Sorry to hear about your bad news, Lou. And kiwi, sorry about the missing twin. That must feel so strange and sad, when you know you've lost one but still have a healthy baby in there too.
Well, I'm on a bit of an emotional rollercoaster these last few weeks. My scan's also on the 14th (like half the board, it seems!) and tbh I'm dreading it. I just want to fastforward to afterwards. At various points in the last few weeks, I've been convinced I've had a MMC, but I know deep down that's just my miscarriage paranoia and that in all probability, this is not going to happen to me a third time. But I can't shake the feeling of dread about the scan. To me, scans aren't enjoyable, they're entirely nervewracking and I usually can't stop myself from crying out of sheer nerves as they start. I know, I'm a basketcase!

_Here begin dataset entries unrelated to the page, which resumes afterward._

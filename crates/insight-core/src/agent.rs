//! Conversation orchestrator
//!
//! Drives one user turn to completion: call the model, run any tools it asks
//! for, feed the results back, and stop once the model answers without tools
//! or the iteration cap is reached. Only the final assistant message is
//! persisted; the tool round-trips of the current turn live in memory.

use std::sync::Arc;
use tracing::{debug, error, info, warn};

use crate::compaction;

use crate::llm::{LlmClient, LlmRequest, LlmResponse, ProviderError};
use crate::models::{now_millis, Conversation, Message, ToolCall, ToolResult};
use crate::storage::{Store, StoreError};
use crate::tools::{render_output, ToolContext, ToolRegistry};

/// Assistant content used when the model calls tools without any text
pub const TOOL_PLACEHOLDER: &str = "[Using tools]";

pub const DEFAULT_SYSTEM_PROMPT: &str = "You are Insight, an AI assistant for operators and engineers \
working on the {PROJECT_NAME} project.

## Your Role
Answer questions about the project and its live system using the tools available to you. \
Only report values you have read through a tool; never guess at live data. \
You are talking with {USER_NAME}.

## Available Tools
{TOOL_NAMES}

## Response Style
- Be concise and specific.
- Quote paths, names and values exactly as the tools return them.
- If a tool fails, say what failed and suggest a next step.";

#[derive(Debug, thiserror::Error)]
pub enum AgentError {
    #[error("LLM provider error: {0}")]
    Provider(#[from] ProviderError),
    #[error("Store error: {0}")]
    Store(#[from] StoreError),
}

#[derive(Debug, Clone)]
pub struct AgentConfig {
    pub model: String,
    pub max_output_tokens: u32,
    pub max_iterations: usize,
    pub max_history: usize,
    /// Replaces [`DEFAULT_SYSTEM_PROMPT`] when set
    pub system_prompt_template: Option<String>,
    /// Summarize older history once it exceeds `compaction_token_threshold`
    pub auto_compaction: bool,
    pub compaction_token_threshold: u32,
    /// Messages kept verbatim after a compaction (at least 1)
    pub compact_to_recent: usize,
}

impl Default for AgentConfig {
    fn default() -> Self {
        Self {
            model: "claude-sonnet-4-5".to_string(),
            max_output_tokens: 4096,
            max_iterations: 10,
            max_history: 50,
            system_prompt_template: None,
            auto_compaction: true,
            compaction_token_threshold: 180_000,
            compact_to_recent: 30,
        }
    }
}

/// Substitute `{PROJECT_NAME}`, `{USER_NAME}` and `{TOOL_NAMES}`
pub fn build_system_prompt(template: &str, conversation: &Conversation, tools: &[String]) -> String {
    let project = if conversation.project_name.is_empty() {
        "Unknown"
    } else {
        conversation.project_name.as_str()
    };
    let user = conversation
        .user_name
        .as_deref()
        .filter(|u| !u.is_empty())
        .unwrap_or("Anonymous");
    let tool_list = if tools.is_empty() {
        "No tools available.".to_string()
    } else {
        tools
            .iter()
            .map(|t| format!("- {}", t))
            .collect::<Vec<_>>()
            .join("\n")
    };

    template
        .replace("{PROJECT_NAME}", project)
        .replace("{USER_NAME}", user)
        .replace("{TOOL_NAMES}", &tool_list)
}

/// Next message timestamp for a conversation, strictly after `last`
pub fn next_timestamp(last: Option<i64>) -> i64 {
    let now = now_millis();
    match last {
        Some(last) if now <= last => last + 1,
        _ => now,
    }
}

pub struct Orchestrator {
    llm: Arc<dyn LlmClient>,
    store: Arc<dyn Store>,
    config: AgentConfig,
}

impl Orchestrator {
    pub fn new(llm: Arc<dyn LlmClient>, store: Arc<dyn Store>, config: AgentConfig) -> Self {
        Self { llm, store, config }
    }

    /// Same client and store, with auto-compaction turned off
    pub fn without_compaction(&self) -> Self {
        Self {
            llm: Arc::clone(&self.llm),
            store: Arc::clone(&self.store),
            config: AgentConfig {
                auto_compaction: false,
                ..self.config.clone()
            },
        }
    }

    /// Run the agent loop for a conversation whose latest user message is
    /// already persisted. Returns the persisted final assistant message.
    pub async fn run(
        &self,
        conversation: &Conversation,
        registry: &ToolRegistry,
    ) -> Result<Message, AgentError> {
        let history = self
            .store
            .list_messages(&conversation.id, self.config.max_history as i64)?;
        let last_persisted = history.last().map(|m| m.timestamp);
        let history = compaction::reuse_latest_summary(history);

        let template = self
            .config
            .system_prompt_template
            .as_deref()
            .filter(|t| !t.trim().is_empty())
            .unwrap_or(DEFAULT_SYSTEM_PROMPT);
        let system = build_system_prompt(template, conversation, &registry.names());
        let tools = registry.list_definitions();

        let history = if self.config.auto_compaction {
            self.compact(conversation, &system, history).await
        } else {
            history
        };

        // Earlier turns' tool activity is never replayed
        let mut messages: Vec<Message> =
            history.iter().map(Message::without_tool_activity).collect();

        let ctx = ToolContext {
            conversation_id: conversation.id.clone(),
            user_name: conversation.user_name.clone(),
            project_name: conversation.project_name.clone(),
        };

        let mut all_tool_calls: Vec<ToolCall> = Vec::new();
        let mut input_tokens = 0i32;
        let mut output_tokens = 0i32;
        let mut iteration = 0usize;
        let mut clock = last_persisted;

        let response: LlmResponse = loop {
            let request = LlmRequest {
                model: self.config.model.clone(),
                max_tokens: self.config.max_output_tokens,
                system: Some(system.clone()),
                messages: messages.clone(),
                tools: tools.clone(),
            };

            let response = self.llm.send(request).await?;
            input_tokens = input_tokens.saturating_add(response.input_tokens);
            output_tokens = output_tokens.saturating_add(response.output_tokens);

            if response.tool_calls.is_empty() {
                break response;
            }

            let mut results = Vec::with_capacity(response.tool_calls.len());
            for call in &response.tool_calls {
                debug!("Executing tool: {} ({})", call.name, call.id);
                let result = match registry.execute(&call.name, &call.input, &ctx).await {
                    Ok(output) => ToolResult::success(&call.id, render_output(&output)),
                    Err(e) => {
                        warn!("Tool {} failed: {}", call.name, e);
                        ToolResult::error(&call.id, format!("Error: {}", e))
                    }
                };
                results.push(result);
            }

            let content = if response.content.is_empty() {
                TOOL_PLACEHOLDER.to_string()
            } else {
                response.content.clone()
            };
            let ts = next_timestamp(clock);
            messages.push(Message::tool_use(
                &conversation.id,
                content,
                response.tool_calls.clone(),
                ts,
            ));
            let ts = next_timestamp(Some(ts));
            messages.push(Message::tool_results(&conversation.id, results, ts));
            clock = Some(ts);

            all_tool_calls.extend(response.tool_calls.iter().cloned());
            iteration += 1;

            if iteration >= self.config.max_iterations {
                warn!(
                    "Max tool iterations reached ({}), returning partial response",
                    self.config.max_iterations
                );
                break response;
            }
        };

        // Placed after the last persisted message, not after in-memory carriers
        let mut reply = Message::assistant(
            &conversation.id,
            response.content,
            next_timestamp(last_persisted),
        );
        reply.tool_calls = all_tool_calls;
        reply.input_tokens = Some(input_tokens);
        reply.output_tokens = Some(output_tokens);

        self.store.create_message(&reply)?;

        let mut updated = conversation.clone();
        updated.updated_at = reply.timestamp;
        self.store.update_conversation(&updated)?;

        info!(
            "Conversation {} answered after {} tool round(s), {} tool call(s)",
            conversation.id,
            iteration,
            reply.tool_calls.len()
        );
        Ok(reply)
    }

    /// Replace all but the most recent messages with a persisted summary when
    /// the history is over the token threshold. Failures leave it untouched.
    async fn compact(
        &self,
        conversation: &Conversation,
        system: &str,
        history: Vec<Message>,
    ) -> Vec<Message> {
        let keep = self.config.compact_to_recent.max(1);
        let tokens = compaction::history_tokens(system, &history);
        if tokens <= i64::from(self.config.compaction_token_threshold) || history.len() <= keep {
            return history;
        }

        info!(
            "Auto-compaction triggered for conversation {}: ~{} tokens",
            conversation.id, tokens
        );
        let split = history.len() - keep;
        let summary =
            match compaction::summarize(self.llm.as_ref(), &self.config.model, &history[..split])
                .await
            {
                Ok(summary) => summary,
                Err(e) => {
                    error!("Compaction failed, continuing with full history: {}", e);
                    return history;
                }
            };

        let (old, recent) = history.split_at(split);
        let summary = Message::user(
            &conversation.id,
            compaction::summary_content(old.len(), &summary),
            compaction::summary_timestamp(old, recent),
        );
        if let Err(e) = self.store.create_message(&summary) {
            warn!("Failed to persist conversation summary: {}", e);
        }

        let mut compacted = Vec::with_capacity(recent.len() + 1);
        compacted.push(summary);
        compacted.extend_from_slice(recent);
        info!(
            "Compacted {} messages; ~{} tokens remain",
            old.len(),
            compaction::history_tokens(system, &compacted)
        );
        compacted
    }
}
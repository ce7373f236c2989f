//! Durable store for conversations, messages, scheduled tasks and executions
//!
//! Both the agent loop and the scheduler go through the [`Store`] trait.
//! [`PgStore`] persists to PostgreSQL with Diesel; [`MemoryStore`] keeps
//! everything in process and backs the tests.

mod db;
mod memory;

pub use db::{run_migrations, PgStore};
pub use memory::MemoryStore;

use crate::models::{Conversation, Message, ScheduledTask, TaskExecution, TaskStatus};

#[derive(Debug, thiserror::Error)]
pub enum StoreError {
    #[error("Database error: {0}")]
    Database(#[from] diesel::result::Error),
    #[error("Connection error: {0}")]
    Connection(#[from] diesel::ConnectionError),
    #[error("Serialization error: {0}")]
    Serialization(#[from] serde_json::Error),
    #[error("Lock error: {0}")]
    Lock(String),
    #[error("Corrupt row: {0}")]
    Corrupt(String),
}

pub type StoreResult<T> = std::result::Result<T, StoreError>;

/// Operations the agent loop and scheduler require from persistence.
///
/// All identifiers are strings and all timestamps epoch milliseconds.
/// Lookups by id return `Ok(None)` when absent; updates and deletes of
/// missing rows are not errors.
pub trait Store: Send + Sync {
    // Conversations
    fn create_conversation(&self, conversation: &Conversation) -> StoreResult<()>;
    fn find_conversation(&self, id: &str) -> StoreResult<Option<Conversation>>;
    /// Most recently updated first
    fn list_conversations_by_user(&self, user_name: &str, limit: i64)
        -> StoreResult<Vec<Conversation>>;
    /// Most recently updated first
    fn list_conversations_by_project(
        &self,
        project_name: &str,
        limit: i64,
    ) -> StoreResult<Vec<Conversation>>;
    fn update_conversation(&self, conversation: &Conversation) -> StoreResult<()>;
    /// Deletes the conversation and its messages. Returns whether it existed.
    fn delete_conversation(&self, id: &str) -> StoreResult<bool>;

    // Messages
    fn create_message(&self, message: &Message) -> StoreResult<()>;
    /// The most recent `limit` messages, oldest first
    fn list_messages(&self, conversation_id: &str, limit: i64) -> StoreResult<Vec<Message>>;
    fn count_messages(&self, conversation_id: &str) -> StoreResult<i64>;

    // Scheduled tasks
    fn create_task(&self, task: &ScheduledTask) -> StoreResult<()>;
    fn find_task(&self, id: &str) -> StoreResult<Option<ScheduledTask>>;
    fn list_enabled_tasks(&self) -> StoreResult<Vec<ScheduledTask>>;
    fn list_tasks_by_user(&self, user_name: &str) -> StoreResult<Vec<ScheduledTask>>;
    fn list_tasks_by_project(&self, project_name: &str) -> StoreResult<Vec<ScheduledTask>>;
    fn update_next_run(
        &self,
        id: &str,
        next_run_at: i64,
        last_run_at: Option<i64>,
    ) -> StoreResult<()>;
    fn update_task_status(&self, id: &str, status: TaskStatus) -> StoreResult<()>;
    fn set_task_enabled(&self, id: &str, enabled: bool) -> StoreResult<()>;
    /// Deletes the task and its executions. Returns whether it existed.
    fn delete_task(&self, id: &str) -> StoreResult<bool>;

    // Task executions
    fn record_execution(&self, execution: &TaskExecution) -> StoreResult<()>;
    /// Newest first
    fn list_executions(&self, task_id: &str, limit: i64) -> StoreResult<Vec<TaskExecution>>;
}
//! PostgreSQL store using Diesel

use anyhow::Context;
use diesel::pg::PgConnection;
use diesel::prelude::*;
use diesel_migrations::{embed_migrations, EmbeddedMigrations, MigrationHarness};
use std::str::FromStr;
use std::sync::{Arc, Mutex, MutexGuard};
use tracing::info;

use super::{Store, StoreError, StoreResult};
use crate::models::{
    Conversation, ExecutionStatus, Message, Role, ScheduledTask, TaskExecution, TaskStatus,
    ToolCall, ToolResult,
};
use crate::schema::{conversations, messages, scheduled_tasks, task_executions};

pub const MIGRATIONS: EmbeddedMigrations = embed_migrations!("migrations");

/// Apply any pending embedded migrations
pub fn run_migrations(database_url: &str) -> anyhow::Result<()> {
    let mut conn =
        PgConnection::establish(database_url).context("Failed to connect to database")?;
    conn.run_pending_migrations(MIGRATIONS)
        .map_err(|e| anyhow::anyhow!("Migration failed: {}", e))?;
    info!("Database migrations applied");
    Ok(())
}

// ============================================================================
// Rows
// ============================================================================

#[derive(Queryable, Selectable, Insertable, Debug)]
#[diesel(table_name = conversations)]
struct ConversationRow {
    id: String,
    user_name: Option<String>,
    project_name: String,
    title: String,
    created_at: i64,
    updated_at: i64,
}

impl From<&Conversation> for ConversationRow {
    fn from(c: &Conversation) -> Self {
        Self {
            id: c.id.clone(),
            user_name: c.user_name.clone(),
            project_name: c.project_name.clone(),
            title: c.title.clone(),
            created_at: c.created_at,
            updated_at: c.updated_at,
        }
    }
}

impl From<ConversationRow> for Conversation {
    fn from(row: ConversationRow) -> Self {
        Self {
            id: row.id,
            user_name: row.user_name,
            project_name: row.project_name,
            title: row.title,
            created_at: row.created_at,
            updated_at: row.updated_at,
        }
    }
}

#[derive(Queryable, Selectable, Insertable, Debug)]
#[diesel(table_name = messages)]
struct MessageRow {
    id: String,
    conversation_id: String,
    role: String,
    content: Option<String>,
    tool_calls: Option<serde_json::Value>,
    tool_results: Option<serde_json::Value>,
    input_tokens: Option<i32>,
    output_tokens: Option<i32>,
    created_at: i64,
}

impl TryFrom<&Message> for MessageRow {
    type Error = StoreError;

    fn try_from(m: &Message) -> StoreResult<Self> {
        let tool_calls = if m.tool_calls.is_empty() {
            None
        } else {
            Some(serde_json::to_value(&m.tool_calls)?)
        };
        let tool_results = if m.tool_results.is_empty() {
            None
        } else {
            Some(serde_json::to_value(&m.tool_results)?)
        };

        Ok(Self {
            id: m.id.clone(),
            conversation_id: m.conversation_id.clone(),
            role: m.role.as_str().to_string(),
            content: m.content.clone(),
            tool_calls,
            tool_results,
            input_tokens: m.input_tokens,
            output_tokens: m.output_tokens,
            created_at: m.timestamp,
        })
    }
}

impl TryFrom<MessageRow> for Message {
    type Error = StoreError;

    fn try_from(row: MessageRow) -> StoreResult<Self> {
        let role = Role::from_str(&row.role).map_err(|e| StoreError::Corrupt(e.to_string()))?;
        let tool_calls: Vec<ToolCall> = match row.tool_calls {
            Some(v) => serde_json::from_value(v)?,
            None => Vec::new(),
        };
        let tool_results: Vec<ToolResult> = match row.tool_results {
            Some(v) => serde_json::from_value(v)?,
            None => Vec::new(),
        };

        Ok(Self {
            id: row.id,
            conversation_id: row.conversation_id,
            role,
            content: row.content,
            tool_calls,
            tool_results,
            input_tokens: row.input_tokens,
            output_tokens: row.output_tokens,
            timestamp: row.created_at,
        })
    }
}

#[derive(Queryable, Selectable, Insertable, Debug)]
#[diesel(table_name = scheduled_tasks)]
struct ScheduledTaskRow {
    id: String,
    user_name: Option<String>,
    project_name: String,
    description: String,
    prompt: String,
    cron_expression: String,
    last_run_at: Option<i64>,
    next_run_at: i64,
    status: String,
    enabled: bool,
    created_at: i64,
}

impl From<&ScheduledTask> for ScheduledTaskRow {
    fn from(t: &ScheduledTask) -> Self {
        Self {
            id: t.id.clone(),
            user_name: t.user_name.clone(),
            project_name: t.project_name.clone(),
            description: t.description.clone(),
            prompt: t.prompt.clone(),
            cron_expression: t.cron_expression.clone(),
            last_run_at: t.last_run_at,
            next_run_at: t.next_run_at,
            status: t.status.as_str().to_string(),
            enabled: t.enabled,
            created_at: t.created_at,
        }
    }
}
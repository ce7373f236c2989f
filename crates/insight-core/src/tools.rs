//! Tool trait and the per-context tool registry

use async_trait::async_trait;
use serde_json::Value;
use std::collections::HashMap;
use std::sync::Arc;
use tracing::warn;

use crate::llm::ToolDefinition;
use crate::models::ToolInput;

#[derive(Debug, Clone, PartialEq, thiserror::Error)]
pub enum ToolError {
    #[error("Tool not found: {0}")]
    NotFound(String),
    #[error("Invalid input: {0}")]
    InvalidInput(String),
    #[error("{0}")]
    Execution(String),
}

/// Who a tool is acting for
#[derive(Debug, Clone, Default, PartialEq)]
pub struct ToolContext {
    pub conversation_id: String,
    pub user_name: Option<String>,
    pub project_name: String,
}

#[async_trait]
pub trait Tool: Send + Sync {
    fn name(&self) -> &str;
    /// Sent verbatim to the model
    fn description(&self) -> &str;
    /// JSON Schema object describing the input
    fn parameter_schema(&self) -> Value;
    async fn execute(&self, input: &ToolInput, ctx: &ToolContext) -> Result<Value, ToolError>;
}

/// Ordered name -> tool map
#[derive(Default, Clone)]
pub struct ToolRegistry {
    tools: Vec<Arc<dyn Tool>>,
    index: HashMap<String, usize>,
}

/// Builds a fresh registry for each orchestration context
pub type RegistryFactory = Arc<dyn Fn() -> ToolRegistry + Send + Sync>;

impl ToolRegistry {
    pub fn new() -> Self {
        Self::default()
    }

    /// Register a tool. A tool with the same name is replaced in place.
    pub fn register(&mut self, tool: Arc<dyn Tool>) {
        let name = tool.name().to_string();
        match self.index.get(&name) {
            Some(&slot) => {
                warn!("Tool '{}' is already registered. Replacing.", name);
                self.tools[slot] = tool;
            }
            None => {
                self.index.insert(name, self.tools.len());
                self.tools.push(tool);
            }
        }
    }

    pub fn get(&self, name: &str) -> Option<&Arc<dyn Tool>> {
        self.index.get(name).map(|&slot| &self.tools[slot])
    }

    pub fn len(&self) -> usize {
        self.tools.len()
    }

    pub fn is_empty(&self) -> bool {
        self.tools.is_empty()
    }

    /// Tool names in registration order
    pub fn names(&self) -> Vec<String> {
        self.tools.iter().map(|t| t.name().to_string()).collect()
    }

    /// Declarations in registration order, ready for an LLM request
    pub fn list_definitions(&self) -> Vec<ToolDefinition> {
        self.tools
            .iter()
            .map(|t| ToolDefinition {
                name: t.name().to_string(),
                description: t.description().to_string(),
                input_schema: t.parameter_schema(),
            })
            .collect()
    }

    /// Validate input against the tool's required fields, then delegate.
    /// The tool's own error is returned untouched.
    pub async fn execute(
        &self,
        name: &str,
        input: &ToolInput,
        ctx: &ToolContext,
    ) -> Result<Value, ToolError> {
        let tool = self
            .get(name)
            .ok_or_else(|| ToolError::NotFound(name.to_string()))?;

        validate_required(&tool.parameter_schema(), input)?;
        tool.execute(input, ctx).await
    }
}

fn validate_required(schema: &Value, input: &ToolInput) -> Result<(), ToolError> {
    let Some(required) = schema.get("required").and_then(Value::as_array) else {
        return Ok(());
    };

    let missing: Vec<&str> = required
        .iter()
        .filter_map(Value::as_str)
        .filter(|key| input.get(*key).map_or(true, Value::is_null))
        .collect();

    if missing.is_empty() {
        Ok(())
    } else {
        Err(ToolError::InvalidInput(format!(
            "missing required field(s): {}",
            missing.join(", ")
        )))
    }
}

/// Text form of a tool's output, as fed back to the model
pub fn render_output(value: &Value) -> String {
    match value {
        Value::String(s) => s.clone(),
        other => serde_json::to_string_pretty(other).unwrap_or_else(|_| other.to_string()),
    }
}

// ============================================================================
// Argument helpers
// ============================================================================

pub fn required_str<'a>(input: &'a ToolInput, key: &str) -> Result<&'a str, ToolError> {
    input
        .get(key)
        .and_then(Value::as_str)
        .ok_or_else(|| ToolError::InvalidInput(format!("'{}' must be a string", key)))
}

pub fn optional_str<'a>(input: &'a ToolInput, key: &str) -> Option<&'a str> {
    input.get(key).and_then(Value::as_str)
}

/// Integers are also accepted as numeric strings
pub fn optional_u64(input: &ToolInput, key: &str) -> Option<u64> {
    match input.get(key)? {
        Value::Number(n) => n.as_u64(),
        Value::String(s) => s.trim().parse().ok(),
        _ => None,
    }
}

pub fn optional_bool(input: &ToolInput, key: &str) -> Option<bool> {
    match input.get(key)? {
        Value::Bool(b) => Some(*b),
        Value::String(s) => s.trim().parse().ok(),
        _ => None,
    }
}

Anyway, if all goes well, I'm seeing my MW that afternoon for bloods etc - still haven't booked in, I didn't want to until I knew that everything was ok.
As for wearing maternity clothes, I'm stupidly superstitious about this normally, but I bought some summer dresses on ebay which I've already worn, and I did root out some maternity jeans from the loft yesterday, but as I'd thought, they don't fit yet (underbump ones, nice on the leg but as I remember they just fell down all the time). So I'm wearing my 'fat jeans' with a hair elastic on. God, I'm so fed up with unbuttoning and buttoning up every time I sit down! I've been wearing loose tops (some of them are maternity ones) to cover my bloated tummy and the fact that my jeans aren't done up. Leggings are good though!
To make matters just that little bit more stressful, we're hoping to move house this year and are about to put ours on the market. So that's nice and calming!
Good to hear all the positive scan news this last week. Keep it up, ladies!